Launched by NOVARTIS PHARMACEUTICALS · Apr 24, 2024

Keywords

ClinConnect Summary

This clinical trial is studying a medication called iptacopan to see how well it works compared to standard treatments for patients with a type of autoimmune disease known as ANCA-associated vasculitis, specifically granulomatosis with polyangiitis (GPA) and microscopic polyangiitis (MPA). The trial aims to find out if iptacopan can help patients achieve and maintain remission, which means reducing or stopping the symptoms of their disease. Researchers will also look at how iptacopan affects kidney function, disease relapses, side effects from corticosteroids (a common treatment), and the overall quality of life for participants.

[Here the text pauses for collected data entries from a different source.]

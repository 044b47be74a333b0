//! Pure scoring functions over an arrangement. These take
//! already-loaded containers/items rather than a store, so callers
//! (including tests) can score a hypothetical arrangement without a
//! transaction.

use crate::container::Container;
use crate::geometry::Aabb;
use crate::item::Item;

/// Used volume over interior volume, in `[0, 1]`.
pub fn space_utilization(container: &Container) -> f64 {
    if container.volume() == 0 {
        return 0.0;
    }
    container.used_volume() as f64 / container.volume() as f64
}

/// `1 / (1 + |blockers|)` for one item; `1.0` when nothing blocks it.
pub fn accessibility(target: &Aabb, others: &[Aabb]) -> f64 {
    let blockers = others.iter().filter(|o| o.blocks(target)).count();
    1.0 / (1.0 + blockers as f64)
}

/// Mean per-item accessibility across every placed item in `items`.
pub fn container_accessibility(items: &[Item]) -> f64 {
    let placed: Vec<Aabb> = items.iter().filter_map(|i| i.placed_aabb()).collect();
    if placed.is_empty() {
        return 1.0;
    }
    let sum: f64 = placed
        .iter()
        .map(|target| {
            let others: Vec<Aabb> = placed.iter().filter(|a| **a != *target).copied().collect();
            accessibility(target, &others)
        })
        .sum();
    sum / placed.len() as f64
}

/// `1` if the item rests on the floor or on a supporting item, else `0`.
pub fn stability(target: &Aabb, others: &[Aabb]) -> f64 {
    if target.on_floor() || others.iter().any(|o| o.supports(target)) {
        1.0
    } else {
        0.0
    }
}

/// Mean stability across every placed item.
pub fn container_stability(items: &[Item]) -> f64 {
    let placed: Vec<Aabb> = items.iter().filter_map(|i| i.placed_aabb()).collect();
    if placed.is_empty() {
        return 1.0;
    }
    let sum: f64 = placed
        .iter()
        .map(|target| {
            let others: Vec<Aabb> = placed.iter().filter(|a| **a != *target).copied().collect();
            stability(target, &others)
        })
        .sum();
    sum / placed.len() as f64
}

/// `mean over items of (1 - z/H) * (priority/100)`: rewards
/// high-priority items sitting low and near the front.
pub fn priority_distribution_score(items: &[Item], container_height: u32) -> f64 {
    if container_height == 0 {
        return 0.0;
    }
    let scored: Vec<f64> = items
        .iter()
        .filter_map(|i| {
            i.placed_aabb().map(|aabb| {
                let depth_term = 1.0 - (aabb.z as f64 / container_height as f64);
                depth_term * (i.priority as f64 / 100.0)
            })
        })
        .collect();
    if scored.is_empty() {
        return 0.0;
    }
    scored.iter().sum::<f64>() / scored.len() as f64
}

#[cfg(test)]
mod tests {
    use super::*;
    use crate::container::ContainerRecord;
    use crate::geometry::Orientation;
    use crate::ids::{ContainerId, ItemId};
    use crate::item::Placement;

    fn item(id: &str, origin: (u32, u32, u32), dims: (u32, u32, u32), priority: u8) -> Item {
        Item {
            id: ItemId::from(id),
            name: id.to_string(),
            width: dims.0,
            depth: dims.1,
            height: dims.2,
            mass_g: 100,
            priority,
            expiry: None,
            usage_limit: 1,
            remaining_uses: 1,
            preferred_zone: "Z".to_string(),
            waste: false,
            placement: Some(Placement {
                container: ContainerId::from("A"),
                origin,
                orientation: Orientation::Identity,
            }),
        }
    }

    #[test]
    fn space_utilization_matches_fraction_filled() {
        let record = ContainerRecord {
            id: ContainerId::from("A"),
            zone: "Z".to_string(),
            width: 10,
            depth: 10,
            height: 10,
        };
        let items = vec![item("I", (0, 0, 0), (5, 10, 10), 50)];
        let container = Container::from_items(record, &items);
        assert!((space_utilization(&container) - 0.5).abs() < 1e-9);
    }

    #[test]
    fn unblocked_item_is_fully_accessible() {
        let target = Aabb::new((0, 0, 0), (10, 10, 10));
        assert_eq!(accessibility(&target, &[]), 1.0);
    }

    #[test]
    fn floor_item_is_stable() {
        let target = Aabb::new((0, 0, 0), (10, 10, 10));
        assert_eq!(stability(&target, &[]), 1.0);
    }

    #[test]
    fn floating_unsupported_item_is_unstable() {
        let target = Aabb::new((0, 0, 10), (10, 10, 10));
        assert_eq!(stability(&target, &[]), 0.0);
    }

    #[test]
    fn priority_distribution_rewards_low_high_priority_items() {
        let items = vec![item("hi", (0, 0, 0), (5, 5, 5), 100)];
        let score = priority_distribution_score(&items, 10);
        assert!((score - 1.0).abs() < 1e-9);
    }
}
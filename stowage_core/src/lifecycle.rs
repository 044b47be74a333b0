//! Day-stepped lifecycle simulation: usage decrement, expiry sweep, one
//! simulation log record per day.

use crate::cancel::CancellationToken;
use crate::error::StowageResult;
use crate::ids::ItemId;
use crate::log::{ActionKind, LogRecord};
use crate::retrieval::resolve_ref_in_ctx;
use crate::store::Store;
use chrono::{DateTime, Duration, Utc};
use serde::{Deserialize, Serialize};

/// How far to advance the simulation.
pub enum SimulationTarget {
    Days(u32),
    UntilTimestamp(DateTime<Utc>),
}

#[derive(Debug, Clone, Serialize, Deserialize)]
pub struct DaySimulationResult {
    pub day: DateTime<Utc>,
    pub items_used: Vec<ItemId>,
    pub items_depleted_today: Vec<ItemId>,
    pub items_expired: Vec<ItemId>,
}

#[derive(Debug, Clone, Default, Serialize, Deserialize)]
pub struct SimulationOutcome {
    pub days: Vec<DaySimulationResult>,
}

/// The most recent log timestamp, or wall clock if there's no history
/// yet.
fn current_clock(store: &dyn Store, wall_clock: DateTime<Utc>) -> DateTime<Utc> {
    store.latest_log_timestamp().unwrap_or(wall_clock)
}

/// Advance the simulation one day at a time until `target` is reached,
/// applying `usage_by_day[n]` on day `n`. Each entry is an item
/// reference resolved by id first, then by exact name, the same
/// resolution order retrieval uses.
/// Never rewinds: a `target` at or before the current clock still
/// advances exactly one day.
pub fn simulate(
    store: &dyn Store,
    target: SimulationTarget,
    usage_by_day: &[Vec<String>],
    wall_clock: DateTime<Utc>,
    actor: &str,
    cancel: &CancellationToken,
) -> StowageResult<SimulationOutcome> {
    let start = current_clock(store, wall_clock);
    let day_count = match target {
        SimulationTarget::Days(n) => n.max(1),
        SimulationTarget::UntilTimestamp(until) => {
            let days = (until - start).num_days();
            if days <= 0 {
                1
            } else {
                days as u32
            }
        }
    };

    let mut outcome = SimulationOutcome::default();

    for day_index in 0..day_count {
        if cancel.is_cancelled() {
            return Err(crate::error::StowageError::Cancelled);
        }
        let day = start + Duration::days(i64::from(day_index) + 1);
        let requested = usage_by_day.get(day_index as usize).cloned().unwrap_or_default();

        let mut depleted = Vec::new();
        let mut used = Vec::new();

        let touched_containers: Vec<_> = store
            .list_containers()
            .into_iter()
            .map(|c| c.id)
            .collect();

        store.transaction(&touched_containers, |ctx| {
            for item_ref in &requested {
                let Some(mut item) = resolve_ref_in_ctx(ctx, item_ref) else {
                    continue;
                };
                if item.remaining_uses == 0 {
                    continue;
                }
                used.push(item.id.clone());
                if item.decrement_usage() {
                    depleted.push(item.id.clone());
                }
                ctx.put_item(item)?;
            }

            let mut expired = Vec::new();
            for mut item in ctx.all_items() {
                if !item.waste && item.is_expired(day) {
                    item.waste = true;
                    expired.push(item.id.clone());
                    ctx.put_item(item)?;
                }
            }

            ctx.append_log(
                LogRecord::new(day, actor, ActionKind::Simulation, format!("day {}", day_index + 1))
                    .with_reason(format!(
                        "{} used, {} depleted, {} expired",
                        used.len(),
                        depleted.len(),
                        expired.len()
                    )),
            )?;
            log::info!(
                "simulated day {}: {} used, {} depleted, {} expired",
                day_index + 1,
                used.len(),
                depleted.len(),
                expired.len()
            );
            for id in &expired {
                log::info!("item {id} expired");
            }
            for id in &depleted {
                log::info!("item {id} depleted");
            }

            outcome.days.push(DaySimulationResult {
                day,
                items_used: used.clone(),
                items_depleted_today: depleted.clone(),
                items_expired: expired,
            });
            Ok(())
        })?;
    }

    Ok(outcome)
}

#[cfg(test)]
mod tests {
    use super::*;
    use crate::container::ContainerRecord;
    use crate::ids::ContainerId;
    use crate::item::{Item, Placement};
    use crate::store_memory::InMemoryStore;
    use chrono::Duration as ChronoDuration;

    fn container(id: &str) -> ContainerRecord {
        ContainerRecord {
            id: ContainerId::from(id),
            zone: "Z".to_string(),
            width: 50,
            depth: 50,
            height: 50,
        }
    }

    fn item_with_expiry(id: &str, expiry: DateTime<Utc>) -> Item {
        Item {
            id: ItemId::from(id),
            name: id.to_string(),
            width: 5,
            depth: 5,
            height: 5,
            mass_g: 100,
            priority: 10,
            expiry: Some(expiry),
            usage_limit: 5,
            remaining_uses: 5,
            preferred_zone: "Z".to_string(),
            waste: false,
            placement: Some(Placement {
                container: ContainerId::from("A"),
                origin: (0, 0, 0),
                orientation: crate::geometry::Orientation::Identity,
            }),
        }
    }

    #[test]
    fn expiry_sweep_marks_waste() {
        let store = InMemoryStore::new();
        store.seed_container(container("A"));
        let now = Utc::now();
        store.seed_item(item_with_expiry("E", now - ChronoDuration::days(1)));

        let outcome = simulate(
            &store,
            SimulationTarget::Days(1),
            &[],
            now,
            "tester",
            &CancellationToken::new(),
        )
        .unwrap();

        assert_eq!(outcome.days.len(), 1);
        assert_eq!(outcome.days[0].items_expired, vec![ItemId::from("E")]);
        let after = store.get_item(&ItemId::from("E")).unwrap();
        assert!(after.waste);
    }

    #[test]
    fn usage_decrement_depletes_and_marks_waste() {
        let store = InMemoryStore::new();
        store.seed_container(container("A"));
        let now = Utc::now();
        let mut item = item_with_expiry("U", now + ChronoDuration::days(365));
        item.usage_limit = 1;
        item.remaining_uses = 1;
        store.seed_item(item);

        let outcome = simulate(
            &store,
            SimulationTarget::Days(1),
            &[vec!["U".to_string()]],
            now,
            "tester",
            &CancellationToken::new(),
        )
        .unwrap();

        assert_eq!(outcome.days[0].items_depleted_today, vec![ItemId::from("U")]);
        let after = store.get_item(&ItemId::from("U")).unwrap();
        assert_eq!(after.remaining_uses, 0);
        assert!(after.waste);
    }

    #[test]
    fn usage_entry_resolves_by_name() {
        let store = InMemoryStore::new();
        store.seed_container(container("A"));
        let now = Utc::now();
        let mut item = item_with_expiry("water-pouch-07", now + ChronoDuration::days(365));
        item.name = "Water Pouch".to_string();
        item.usage_limit = 2;
        item.remaining_uses = 2;
        store.seed_item(item);

        let outcome = simulate(
            &store,
            SimulationTarget::Days(1),
            &[vec!["Water Pouch".to_string()]],
            now,
            "tester",
            &CancellationToken::new(),
        )
        .unwrap();

        assert_eq!(outcome.days[0].items_used, vec![ItemId::from("water-pouch-07")]);
        let after = store.get_item(&ItemId::from("water-pouch-07")).unwrap();
        assert_eq!(after.remaining_uses, 1);
    }

    use quickcheck::{Arbitrary, Gen};
    use quickcheck_macros::quickcheck;
    use rand::Rng;

    #[derive(Clone, Debug)]
    struct ArbSimRun {
        usage_limit: u32,
        days: u32,
    }

    impl Arbitrary for ArbSimRun {
        fn arbitrary(g: &mut Gen) -> Self {
            ArbSimRun {
                usage_limit: g.rng().gen_range(0..10),
                days: g.rng().gen_range(1..20),
            }
        }
    }

    /// Across an arbitrary number of simulated days, each driving one
    /// usage of the item, `remaining_uses` never goes negative and
    /// `waste` never flips from true back to false.
    #[quickcheck]
    fn simulated_days_never_go_negative_or_unwaste(run: ArbSimRun) -> bool {
        let store = InMemoryStore::new();
        store.seed_container(container("A"));
        let now = Utc::now();
        let mut item = item_with_expiry("U", now + ChronoDuration::days(3650));
        item.usage_limit = run.usage_limit;
        item.remaining_uses = run.usage_limit;
        store.seed_item(item);

        let mut waste_seen = false;
        for _ in 0..run.days {
            simulate(
                &store,
                SimulationTarget::Days(1),
                &[vec!["U".to_string()]],
                now,
                "tester",
                &CancellationToken::new(),
            )
            .unwrap();

            let snapshot = store.get_item(&ItemId::from("U")).unwrap();
            if snapshot.waste {
                waste_seen = true;
            } else if waste_seen {
                return false;
            }
            if !snapshot.usage_invariant_holds() {
                return false;
            }
        }
        true
    }
}
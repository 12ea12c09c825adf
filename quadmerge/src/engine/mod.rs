//! Raster engine boundary.
//!
//! Pixel work is never done by the merge logic itself. It asks a
//! [`RasterEngine`] for six opaque operations and only passes file paths
//! around:
//!
//! | Operation | ImageMagick equivalent |
//! |-----------|------------------------|
//! | [`dimensions`](RasterEngine::dimensions) | `convert img -format %wx%h info:` |
//! | [`blank`](RasterEngine::blank) | `convert -size WxH xc:none out` |
//! | [`append_horizontal`](RasterEngine::append_horizontal) | `convert a b c +append out` |
//! | [`append_vertical`](RasterEngine::append_vertical) | `convert a b c -append out` |
//! | [`trim`](RasterEngine::trim) | `convert img -fuzz N% -trim +repage out` |
//! | [`resize`](RasterEngine::resize) | `convert img -resize N% out` |
//!
//! # Implementors
//!
//! - [`MagickEngine`] - runs the ImageMagick `convert` executable
//! - [`BuiltinEngine`] - in-process implementation on the `image` crate

mod builtin;
mod magick;
mod process;

#[cfg(test)]
pub(crate) mod mock;

pub use builtin::BuiltinEngine;
pub use magick::{MagickEngine, DEFAULT_EXECUTABLE};
pub use process::{
    run_checked, run_checked_with, run_with_options, run_with_timeout, RunOptions,
    RunningChildren, StderrMode,
};

use std::fmt;
use std::io;
use std::path::{Path, PathBuf};
use std::str::FromStr;
use std::sync::Arc;
use std::time::Duration;

use thiserror::Error;

/// Pixel size of an image.
#[derive(Debug, Clone, Copy, PartialEq, Eq, Hash)]
pub struct Dimensions {
    pub width: u32,
    pub height: u32,
}

impl Dimensions {
    pub fn new(width: u32, height: u32) -> Self {
        Self { width, height }
    }
}

impl fmt::Display for Dimensions {
    fn fmt(&self, f: &mut fmt::Formatter<'_>) -> fmt::Result {
        write!(f, "{}x{}", self.width, self.height)
    }
}

/// Errors reported by a raster engine.
///
/// Messages from an external engine are kept verbatim.
#[derive(Debug, Error)]
pub enum EngineError {
    /// The engine executable could not be started.
    #[error("'{program}' could not be started: {source}")]
    Spawn { program: String, source: io::Error },

    /// The engine ran but reported failure.
    #[error("engine exited with {status}: {stderr}")]
    Failed { status: String, stderr: String },

    /// The engine did not finish in time and was killed.
    #[error("engine timed out after {timeout:?}")]
    TimedOut { timeout: Duration },

    /// The engine produced output that could not be interpreted.
    #[error("unexpected engine output: {0}")]
    UnexpectedOutput(String),

    /// An operation was called with an empty image list.
    #[error("no input images given")]
    NoInputs,

    /// In-process image decoding or encoding failed.
    #[error("image error: {0}")]
    Image(#[from] image::ImageError),

    /// I/O error while talking to the engine.
    #[error("I/O error: {0}")]
    Io(#[from] io::Error),
}

/// Trait for raster compositing backends.
///
/// Implementations must be thread-safe (`Send + Sync`) because rows may be
/// composed concurrently.
pub trait RasterEngine: Send + Sync {
    /// Short name for logs.
    fn name(&self) -> &str;

    /// Pixel width and height of `image`.
    fn dimensions(&self, image: &Path) -> Result<Dimensions, EngineError>;

    /// Write a fully transparent image of `size` to `output`.
    fn blank(&self, size: Dimensions, output: &Path) -> Result<(), EngineError>;

    /// Concatenate `inputs` left to right into `output`.
    fn append_horizontal(&self, inputs: &[PathBuf], output: &Path) -> Result<(), EngineError>;

    /// Stack `inputs` top to bottom into `output`.
    fn append_vertical(&self, inputs: &[PathBuf], output: &Path) -> Result<(), EngineError>;

    /// Remove a uniform border; pixels within `fuzz_percent` of the border
    /// colour count as border.
    fn trim(&self, input: &Path, fuzz_percent: u8, output: &Path) -> Result<(), EngineError>;

    /// Scale both dimensions to `percent` of the original.
    fn resize(&self, input: &Path, percent: u32, output: &Path) -> Result<(), EngineError>;
}

impl<T: RasterEngine + ?Sized> RasterEngine for Arc<T> {
    fn name(&self) -> &str {
        (**self).name()
    }

    fn dimensions(&self, image: &Path) -> Result<Dimensions, EngineError> {
        (**self).dimensions(image)
    }

    fn blank(&self, size: Dimensions, output: &Path) -> Result<(), EngineError> {
        (**self).blank(size, output)
    }

    fn append_horizontal(&self, inputs: &[PathBuf], output: &Path) -> Result<(), EngineError> {
        (**self).append_horizontal(inputs, output)
    }

    fn append_vertical(&self, inputs: &[PathBuf], output: &Path) -> Result<(), EngineError> {
        (**self).append_vertical(inputs, output)
    }

    fn trim(&self, input: &Path, fuzz_percent: u8, output: &Path) -> Result<(), EngineError> {
        (**self).trim(input, fuzz_percent, output)
    }

    fn resize(&self, input: &Path, percent: u32, output: &Path) -> Result<(), EngineError> {
        (**self).resize(input, percent, output)
    }
}

/// Which engine implementation a run uses.
#[derive(Debug, Clone, Copy, PartialEq, Eq, Default)]
pub enum EngineKind {
    /// ImageMagick `convert` subprocess.
    #[default]
    Magick,
    /// In-process `image` crate backend.
    Builtin,
}

impl EngineKind {
    pub fn as_str(&self) -> &'static str {
        match self {
            EngineKind::Magick => "magick",
            EngineKind::Builtin => "builtin",
        }
    }
}

impl fmt::Display for EngineKind {
    fn fmt(&self, f: &mut fmt::Formatter<'_>) -> fmt::Result {
        f.write_str(self.as_str())
    }
}

impl FromStr for EngineKind {
    type Err = String;

    fn from_str(s: &str) -> Result<Self, Self::Err> {
        match s.trim().to_lowercase().as_str() {
            "magick" | "imagemagick" => Ok(EngineKind::Magick),
            "builtin" => Ok(EngineKind::Builtin),
            other => Err(format!(
                "unknown engine '{}' (must be 'magick' or 'builtin')",
                other
            )),
        }
    }
}

#[cfg(test)]
mod tests {
    use super::*;

    #[test]
    fn test_dimensions_display_matches_magick_geometry() {
        assert_eq!(Dimensions::new(256, 384).to_string(), "256x384");
    }

    #[test]
    fn test_engine_kind_parse() {
        assert_eq!("magick".parse::<EngineKind>(), Ok(EngineKind::Magick));
        assert_eq!("ImageMagick".parse::<EngineKind>(), Ok(EngineKind::Magick));
        assert_eq!(" builtin ".parse::<EngineKind>(), Ok(EngineKind::Builtin));
        assert!("gimp".parse::<EngineKind>().is_err());
    }

    #[test]
    fn test_engine_kind_display_roundtrip() {
        for kind in [EngineKind::Magick, EngineKind::Builtin] {
            assert_eq!(kind.to_string().parse::<EngineKind>(), Ok(kind));
        }
    }

    #[test]
    fn test_failed_error_keeps_engine_output_verbatim() {
        let err = EngineError::Failed {
            status: "exit status: 1".to_string(),
            stderr: "convert: unable to open image `0/1.png'".to_string(),
        };
        assert_eq!(
            err.to_string(),
            "engine exited with exit status: 1: convert: unable to open image `0/1.png'"
        );
    }

    #[test]
    fn test_trait_is_send_sync() {
        fn assert_send_sync<T: Send + Sync + ?Sized>() {}
        assert_send_sync::<dyn RasterEngine>();
    }

    #[test]
    fn test_arc_forwards_to_inner_engine() {
        let engine: Arc<dyn RasterEngine> = Arc::new(BuiltinEngine::new());
        assert_eq!(RasterEngine::name(&engine), "builtin");
    }
}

To be eligible for this trial, patients should have been newly diagnosed or have had a relapse of GPA or MPA and need treatment with rituximab (another medication). They must also have specific markers in their blood indicating the presence of the disease. However, those with other serious health issues or severe kidney problems may not qualify. Participants can expect regular check-ups and will be closely monitored throughout the study to ensure their safety and to see how well the treatment works. This trial is currently recruiting patients of all genders aged 65 to 74.

Gender

ALL

Eligibility criteria

• Inclusion Criteria:
• • Newly diagnosed or relapsed GPA and MPA (according to the 2022 ACR/EULAR classification criteria for GPA and MPA) requiring treatment with RTX and GC as per investigator's judgement.
• • BVAS assessment with ≥1 major item, or ≥3 minor items, or ≥2 renal items at Screening.
• • Positive antibody test for anti-proteinase 3 (PR3) or anti-myeloperoxidase (MPO) antibodies at Screening or with history of documented evidence of a positive antibody test.
• Exclusion Criteria:
• • Other systemic disease which constitutes the primary illness, including but not limited to: eosinophilic granulomatosis with polyangiitis (EGPA), moderate to severe systemic lupus erythematosus, IgA vasculitis (Purpura Schönlein-Henoch), rheumatoid vasculitis, Sjögren's syndrome, anti-glomerular basement membrane (GBM) disease, cryoglobulinemic vasculitis, autoimmune hemolytic anemia, autoimmune lymphoproliferative syndrome or mixed connective tissue disease.
• • Alveolar hemorrhage requiring invasive pulmonary ventilation support at Screening.
• • Severe kidney disease defined as estimated glomerular filtration rate (eGFR) \<15 mL/minute/1.73m2, or kidney failure defined as receiving renal replacement therapy such as hemo(dia)filtration, hemo-/peritoneal dialysis, or having received a kidney transplant.
• • Received plasma exchange/-pheresis within 12 weeks prior to Screening.